Crawling Module requirements
Crawling Module requirements
Before you deploy the Coveo Crawling Module, you must ensure that your Coveo license, host server, and IP address allowlist meet the following requirements.
Coveo license
Product edition
To use the Coveo Crawling Module, a valid Coveo Enterprise edition license is required. Check your license information to confirm your product edition.
Connectors
Your Coveo license must also include the connectors you want to use. See Supported content for details on what the Crawling Module can index. These connectors must allow the Crawling Module as a content retrieval method.
To check whether your Coveo license includes the desired Crawling Module connectors:
-
Log in to the Coveo Administration Console as a member of a group with the privileges required to create sources in the target Coveo organization.
-
On the Sources (platform-ca | platform-eu | platform-au) page, click Add Source.
-
In the Add a source of content panel, select the desired source. If the source has more than one content retrieval method, you must select the Crawling Module option (). If the Crawling Module source is grayed out, your license doesn’t include it. You must then contact the Coveo Sales team to upgrade your license.
Host server
We recommend that you install the Coveo Crawling Module on a server running Windows Server 2022. Windows Server 2016 and above are also supported.

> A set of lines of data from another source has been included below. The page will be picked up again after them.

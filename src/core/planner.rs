//! SR-006: Run-graph planning — leveled topological order per command kind.
//!
//! Layered Kahn sort: each pass places every module whose dependencies are
//! all placed. Already-applied modules are pre-placed and never emitted;
//! excluded modules are placed (so they gate their dependents) but filtered
//! from the output. Destroy-like commands run the same levels in reverse.

use super::error::PlanError;
use super::stack::Stack;
use super::types::CommandKind;
use rustc_hash::FxHashSet;
use std::path::{Path, PathBuf};

/// Ordered levels of modules; modules within a level are independent.
#[derive(Debug, Clone, Default, PartialEq, Eq)]
pub struct RunGraph {
    levels: Vec<Vec<PathBuf>>,
    /// Dependents run before their dependencies
    destroy: bool,
}

impl RunGraph {
    pub fn from_levels(levels: Vec<Vec<PathBuf>>) -> Self {
        Self {
            levels,
            destroy: false,
        }
    }

    pub fn levels(&self) -> &[Vec<PathBuf>] {
        &self.levels
    }

    /// Whether levels run dependents first.
    pub fn is_destroy(&self) -> bool {
        self.destroy
    }

    pub fn is_empty(&self) -> bool {
        self.levels.is_empty()
    }

    /// Number of modules across all levels.
    pub fn module_count(&self) -> usize {
        self.levels.iter().map(Vec::len).sum()
    }

    /// Level index of a module, if it is scheduled.
    pub fn level_of(&self, path: &Path) -> Option<usize> {
        self.levels
            .iter()
            .position(|level| level.iter().any(|p| p == path))
    }

    /// The same levels in reverse sequence, in the opposite direction.
    pub fn reversed(mut self) -> Self {
        self.levels.reverse();
        self.destroy = !self.destroy;
        self
    }
}

/// Build the run graph for `kind`.
pub fn build_run_graph(stack: &Stack, kind: CommandKind) -> Result<RunGraph, PlanError> {
    let levels = compute_levels(stack)?;

    let runnable: Vec<Vec<PathBuf>> = levels
        .into_iter()
        .map(|level| {
            level
                .into_iter()
                .filter(|p| stack.get(p).is_some_and(|m| !m.excluded))
                .collect::<Vec<_>>()
        })
        .filter(|level| !level.is_empty())
        .collect();

    let graph = RunGraph::from_levels(runnable);
    tracing::debug!(
        kind = %kind,
        levels = graph.levels().len(),
        modules = graph.module_count(),
        "planned run graph"
    );

    if kind.is_destroy() {
        Ok(graph.reversed())
    } else {
        Ok(graph)
    }
}

/// A single level holding every runnable module, ignoring dependency order.
pub fn build_unordered_run_graph(stack: &Stack) -> RunGraph {
    let all: Vec<PathBuf> = stack.runnable().map(|m| m.path.clone()).collect();
    if all.is_empty() {
        RunGraph::default()
    } else {
        RunGraph::from_levels(vec![all])
    }
}

/// Kahn levels over every module not assumed already applied, excluded ones
/// included. Levels keep stack order.
fn compute_levels(stack: &Stack) -> Result<Vec<Vec<PathBuf>>, PlanError> {
    for module in stack.modules() {
        for dep in &module.dependencies {
            if !stack.contains(dep) {
                return Err(PlanError::UnknownDependency {
                    module: module.path.clone(),
                    dependency: dep.clone(),
                });
            }
        }
    }

    let mut placed: FxHashSet<&Path> = stack
        .modules()
        .filter(|m| m.assume_already_applied)
        .map(|m| m.path.as_path())
        .collect();

    let mut remaining: Vec<&Path> = stack
        .modules()
        .filter(|m| !m.assume_already_applied)
        .map(|m| m.path.as_path())
        .collect();

    let mut levels = Vec::new();

    while !remaining.is_empty() {
        let (ready, blocked): (Vec<&Path>, Vec<&Path>) =
            remaining.iter().copied().partition(|path| {
                stack.get(path).is_some_and(|m| {
                    m.dependencies
                        .iter()
                        .all(|dep| placed.contains(dep.as_path()))
                })
            });

        if ready.is_empty() {
            return Err(PlanError::CircularDependency {
                cycle: find_cycle(stack, &placed, &blocked),
            });
        }

        placed.extend(ready.iter().copied());
        levels.push(ready.iter().map(|p| p.to_path_buf()).collect());
        remaining = blocked;
    }

    Ok(levels)
}

/// Walk unplaced dependencies from the first blocked module until a module
/// repeats. Every blocked module has at least one unplaced dependency, so
/// the walk always closes a cycle.
fn find_cycle(stack: &Stack, placed: &FxHashSet<&Path>, blocked: &[&Path]) -> Vec<PathBuf> {
    let mut path: Vec<&Path> = Vec::new();
    let Some(mut current) = blocked.first().copied() else {
        return Vec::new();
    };

    loop {
        if let Some(start) = path.iter().position(|p| *p == current) {
            let mut cycle: Vec<PathBuf> = path[start..].iter().map(|p| p.to_path_buf()).collect();
            cycle.push(current.to_path_buf());
            return cycle;
        }
        path.push(current);

        let next = stack.get(current).and_then(|m| {
            m.dependencies
                .iter()
                .find(|dep| !placed.contains(dep.as_path()))
        });
        match next {
            Some(dep) => current = dep.as_path(),
            None => return path.iter().map(|p| p.to_path_buf()).collect(),
        }
    }
}
//! SR-005: Dependent-set index — who depends on each module, transitively.
//!
//! Breadth-first reachability over reverse dependency edges. Each traversal
//! keeps its own visited set, so cyclic graphs terminate and every member of
//! a cycle lists every other member. Unlike the planner, this never rejects
//! cycles.
//!
//! The same traversal over forward edges yields each module's transitive
//! dependencies, which is what a failed destroy must protect.

use super::stack::Stack;
use indexmap::IndexMap;
use rustc_hash::FxHashSet;
use std::collections::VecDeque;
use std::path::{Path, PathBuf};

/// Build the reverse adjacency: module path -> modules declaring it as a
/// direct dependency, in stack order.
pub fn reverse_edges(stack: &Stack) -> IndexMap<PathBuf, Vec<PathBuf>> {
    let mut reverse: IndexMap<PathBuf, Vec<PathBuf>> = IndexMap::new();
    for module in stack.modules() {
        for dep in &module.dependencies {
            let dependents = reverse.entry(dep.clone()).or_default();
            if !dependents.contains(&module.path) {
                dependents.push(module.path.clone());
            }
        }
    }
    reverse
}

/// Forward adjacency: module path -> its declared dependencies, deduplicated.
pub fn forward_edges(stack: &Stack) -> IndexMap<PathBuf, Vec<PathBuf>> {
    stack
        .modules()
        .map(|module| {
            let mut deps: Vec<PathBuf> = Vec::with_capacity(module.dependencies.len());
            for dep in &module.dependencies {
                if !deps.contains(dep) {
                    deps.push(dep.clone());
                }
            }
            (module.path.clone(), deps)
        })
        .collect()
}

/// All modules that depend on `root`, directly or through any chain,
/// nearest first.
pub fn dependents_of(reverse: &IndexMap<PathBuf, Vec<PathBuf>>, root: &Path) -> Vec<PathBuf> {
    reachable(reverse, root)
}

/// Breadth-first reachability from `root`, excluding `root` itself.
fn reachable(edges: &IndexMap<PathBuf, Vec<PathBuf>>, root: &Path) -> Vec<PathBuf> {
    let mut visited: FxHashSet<&Path> = FxHashSet::default();
    visited.insert(root);

    let mut order = Vec::new();
    let mut queue: VecDeque<&Path> = VecDeque::new();
    queue.push_back(root);

    while let Some(current) = queue.pop_front() {
        let Some(direct) = edges.get(current) else {
            continue;
        };
        for dependent in direct {
            if visited.insert(dependent.as_path()) {
                order.push(dependent.clone());
                queue.push_back(dependent.as_path());
            }
        }
    }

    order
}

/// Dependent index for the whole stack. Modules nothing depends on have no
/// entry; keys follow stack order.
pub fn build_dependent_index(stack: &Stack) -> IndexMap<PathBuf, Vec<PathBuf>> {
    build_index(stack, &reverse_edges(stack))
}

/// Every module's transitive dependencies, nearest first. Modules without
/// dependencies have no entry.
pub fn build_dependency_index(stack: &Stack) -> IndexMap<PathBuf, Vec<PathBuf>> {
    build_index(stack, &forward_edges(stack))
}

fn build_index(stack: &Stack, edges: &IndexMap<PathBuf, Vec<PathBuf>>) -> IndexMap<PathBuf, Vec<PathBuf>> {
    let mut index = IndexMap::new();
    for module in stack.modules() {
        let reached = reachable(edges, &module.path);
        if !reached.is_empty() {
            index.insert(module.path.clone(), reached);
        }
    }
    index
}
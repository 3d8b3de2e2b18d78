//! stackrun — run infrastructure-as-code modules in dependency order.
//!
//! Resolves a tree of modules into a stack, plans leveled run graphs
//! (dependencies first for apply, dependents first for destroy) and executes
//! them in parallel with cascade skips, retries and cancellation.

pub mod cli;
pub mod core;
pub mod transport;
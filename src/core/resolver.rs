//! SR-007: Module resolution — config locations to a validated stack.
//!
//! Reads every requested module, follows declared dependencies transitively
//! (pulling in external modules never listed), drops modules with nothing to
//! deploy that nothing depends on, and applies include/exclude policy.
//! Resolution is all-or-nothing: the first structural problem aborts it.

use super::error::ResolveError;
use super::parser::{self, ConfigReader};
use super::stack::Stack;
use super::types::*;
use indexmap::IndexMap;
use rustc_hash::FxHashSet;
use std::collections::VecDeque;
use std::path::{Path, PathBuf};

/// A module as read, before policy is applied.
struct Discovered {
    config: ModuleConfig,
    dependencies: Vec<PathBuf>,
    requested: bool,
}

/// Compiled include or exclude directory patterns, each kept with its
/// literal path for the prefix check.
struct DirMatcher {
    patterns: Vec<(glob::Pattern, PathBuf)>,
}

impl DirMatcher {
    fn compile(
        kind: &'static str,
        patterns: &[String],
        working_dir: &Path,
    ) -> Result<Self, ResolveError> {
        let patterns = patterns
            .iter()
            .map(|pattern| {
                let literal = parser::normalize_path(&working_dir.join(pattern));
                let text = if Path::new(pattern).is_absolute() {
                    literal.to_string_lossy().into_owned()
                } else {
                    anchored_pattern(&literal, working_dir)
                };
                glob::Pattern::new(&text)
                    .map(|compiled| (compiled, literal))
                    .map_err(|source| ResolveError::Pattern {
                        kind,
                        pattern: pattern.clone(),
                        source,
                    })
            })
            .collect::<Result<Vec<_>, _>>()?;
        Ok(Self { patterns })
    }

    /// Glob match, or the module lives below a literal directory.
    fn matches(&self, path: &Path) -> bool {
        self.patterns
            .iter()
            .any(|(glob, literal)| glob.matches_path(path) || path.starts_with(literal))
    }
}
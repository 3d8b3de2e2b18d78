//! SR-009: Transport — running the provisioning binary for a module.
//!
//! The executor treats a module run as an opaque, cancellable operation; this
//! layer supplies the process-backed implementation and the shared output sink.

pub mod local;

pub use local::CommandRunner;

use std::io::Write;
use std::path::Path;
use std::sync::{Arc, Mutex};

/// Output from running the provisioning binary once.
#[derive(Debug, Clone, Default, PartialEq, Eq)]
pub struct ExecOutput {
    pub exit_code: i32,
    pub stdout: String,
    pub stderr: String,
}

impl ExecOutput {
    pub fn success(&self) -> bool {
        self.exit_code == 0
    }

    /// Combined stdout and stderr, the text retry patterns are matched against.
    pub fn combined(&self) -> String {
        format!("{}{}", self.stdout, self.stderr)
    }
}

/// Shared line-oriented writer for module output.
///
/// Every line goes out in a single locked `write_all`, so lines of concurrently
/// running modules never interleave mid-line.
#[derive(Clone)]
pub struct OutputSink {
    writer: Arc<Mutex<Box<dyn Write + Send>>>,
}

impl OutputSink {
    pub fn new(writer: impl Write + Send + 'static) -> Self {
        Self {
            writer: Arc::new(Mutex::new(Box::new(writer))),
        }
    }

    pub fn stdout() -> Self {
        Self::new(std::io::stdout())
    }

    /// Discards everything.
    pub fn sink() -> Self {
        Self::new(std::io::sink())
    }

    /// Write one line prefixed with the module it came from.
    pub fn write_line(&self, prefix: &str, line: &str) {
        let record = format!("[{}] {}\n", prefix, line);
        // A poisoned lock only means another writer panicked mid-line.
        let mut writer = match self.writer.lock() {
            Ok(w) => w,
            Err(poisoned) => poisoned.into_inner(),
        };
        if let Err(e) = writer.write_all(record.as_bytes()).and_then(|_| writer.flush()) {
            tracing::warn!(error = %e, "failed to write module output");
        }
    }
}

impl std::fmt::Debug for OutputSink {
    fn fmt(&self, f: &mut std::fmt::Formatter<'_>) -> std::fmt::Result {
        f.debug_struct("OutputSink").finish_non_exhaustive()
    }
}

/// Display prefix for a module: its path relative to the working directory.
pub fn display_prefix(module_path: &Path, working_dir: &Path) -> String {
    match module_path.strip_prefix(working_dir) {
        Ok(rel) if !rel.as_os_str().is_empty() => rel.display().to_string(),
        _ => module_path.display().to_string(),
    }
}
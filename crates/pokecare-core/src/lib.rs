//! # pokecare-core
//!
//! The care engine for pokecare - THE LOGIC.
//!
//! This crate tracks a small roster of creatures, applies care actions to
//! their health and happiness, and evolves a creature's form once its stats
//! and its externally tracked tasks allow it. State lives in a key/value
//! store shaped like browser local storage.
//!
//! ## Architectural Constraints
//!
//! The CORE:
//! - Is the ONLY writer of the roster and override keys
//! - Re-reads the roster before every mutation (last write wins)
//! - Never fails a care operation; storage problems are logged and absorbed
//! - Reaches tasks and sound cues through traits only
//! - Has NO async, NO network dependencies (pure Rust)

// =============================================================================
// MODULES
// =============================================================================

pub mod collab;
pub mod evolution;
pub mod formats;
pub mod primitives;
pub mod roster;
pub mod seed;
pub mod service;
pub mod storage;
pub mod system;
pub mod types;

// =============================================================================
// RE-EXPORTS: Core Types (from types module)
// =============================================================================

pub use types::{Creature, CreatureId, FormTarget, PetError, Roster, Stat, VisualOverride};

// =============================================================================
// RE-EXPORTS: Engine
// =============================================================================

pub use collab::{CueEvent, CueLog, CueSink, Task, TaskBoard, TaskQuery, TracingCues};
pub use evolution::Transition;
pub use roster::RosterStore;
pub use seed::default_roster;
pub use service::{CareService, Command, CommandOutcome, EvolutionOutcome, ServiceCues};
pub use storage::{ItemStore, MemoryStore, RedbStore, StorageBackend};

// =============================================================================
// RE-EXPORTS: System (from system module)
// =============================================================================

pub use system::Stage;
//! # Care Primitives
//!
//! Hardcoded constants for the pokecare CORE.
//!
//! Every creature starts from seed data but the rules are fixed.
//! These values are compiled into the binary and are immutable at runtime.
//!
//! ## Groups
//!
//! 1. **Stat bounds**: the closed range health and happiness live in.
//! 2. **Stage gates**: caps and evolution windows per stage.
//! 3. **Action deltas**: what each care action does to the stats.
//! 4. **Storage keys**: the local-storage contract shared with the UI layer.

// =============================================================================
// STAT BOUNDS
// =============================================================================

/// Lowest value health or happiness can take.
pub const STAT_MIN: u32 = 0;

/// Highest value health or happiness can take.
pub const STAT_MAX: u32 = 2500;

// =============================================================================
// STAGE GATES
// =============================================================================

/// Cap applied to a base-stage creature while it still has tasks pending.
pub const BASE_PENDING_CAP: u32 = 1000;

/// Cap applied to a base-stage creature with tasks clear, and to a
/// second-stage creature with tasks pending.
pub const SECOND_STAGE_CAP: u32 = 2000;

/// Exclusive lower bound of the window that triggers the first evolution.
pub const FIRST_EVOLUTION_LOW: u32 = 1000;

/// Exclusive upper bound of the window that triggers the first evolution.
pub const FIRST_EVOLUTION_HIGH: u32 = 2000;

/// Inclusive floor both stats must reach for the second evolution.
pub const SECOND_EVOLUTION_FLOOR: u32 = 2000;

// =============================================================================
// ACTION DELTAS (health, happiness)
// =============================================================================

/// Feeding: small boost to both stats.
pub const FEED_DELTA: (i32, i32) = (50, 50);

/// Rare stone: large boost to both stats.
pub const STONE_DELTA: (i32, i32) = (200, 200);

/// Potion: heals, but the creature dislikes it.
pub const POTION_DELTA: (i32, i32) = (100, -20);

// =============================================================================
// STORAGE KEYS
// =============================================================================

/// Full roster snapshot (JSON array of creature records).
pub const ROSTER_KEY: &str = "pokemons";

/// Evolved appearance side table (JSON object, creature id -> override).
pub const OVERRIDES_KEY: &str = "evolvedPokemonStates";

/// Last viewed creature (JSON string). Written on behalf of the UI layer.
pub const SELECTED_KEY: &str = "selectedPokemonId";

/// Task list kept by the terminal front end's task board.
pub const TASKS_KEY: &str = "pokemonTasks";

/// Maximum size of a single stored value.
///
/// Mirrors the per-origin quota of browser local storage. Values larger
/// than this are rejected before any parsing is attempted.
pub const MAX_STORED_VALUE_LENGTH: usize = 5 * 1024 * 1024;

// =============================================================================
// DEFAULT CUES
// =============================================================================

/// Played when a creature changes form.
pub const EVOLUTION_CUE: &str = "evolution2.mp3";

/// Played when a creature becomes fully evolved.
pub const FULLY_EVOLVED_CUE: &str = "magic-mallet.mp3";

This server can be either a physical server on your premises or a virtual server running in Azure.
Your server must also host the repository to index or have access to the server on which this repository is located.
Hardware
To determine your server hardware requirements, you must estimate the number of workers the Crawling Module should have based on the size and update schedule of your content sources.
By default, after its deployment, the Crawling Module has four content workers and four security workers.
CPU and RAM
CPU and RAM requirements are based on the number of workers, although the type of source you create, the source size, the item size, and other factors can affect your actual needs. As a rule of thumb, consider that each worker typically requires at least:
-
0.5 vCPU (virtual CPU) or 0.5 CPU (physical CPU core)
-
2 GB RAM
If your server CPU or RAM is insufficient, you could experience unresponsiveness or crashes preventing update operations from completing. Monitor usage to determine when to scale up your deployment.
Disk space
When you install the Crawling Module on your server, you must select the disk on which you want to deploy it. Coveo recommends starting with a disk space of at least 100 GB. This disk space is mostly used by the State Store and logs.
Your actual required disk space might be higher depending on the number of items to index, as well as their type and size. As a rule of thumb, consider that 10 million items require at least 10 GB of State Store storage. However, complex sources such as SharePoint could require at least 20 GB per 10 million items.
The number of logs you have and your retention schedule may also impact your disk space requirements. Typically, the more workers you have, the more logs will be saved on your disk over time.
Network bandwidth
Rebuild operations require the most bandwidth, as they retrieve the entire source content and forward it to your Coveo index. The type and size of your indexed items also impact your bandwidth needs. Ideally, your network speed shouldn’t limit your content updates. Therefore, the more bandwidth you have, the better.
Outbound communication
If your environment restricts outgoing communications, ensure to allow the IP addresses that the Crawling Module uses.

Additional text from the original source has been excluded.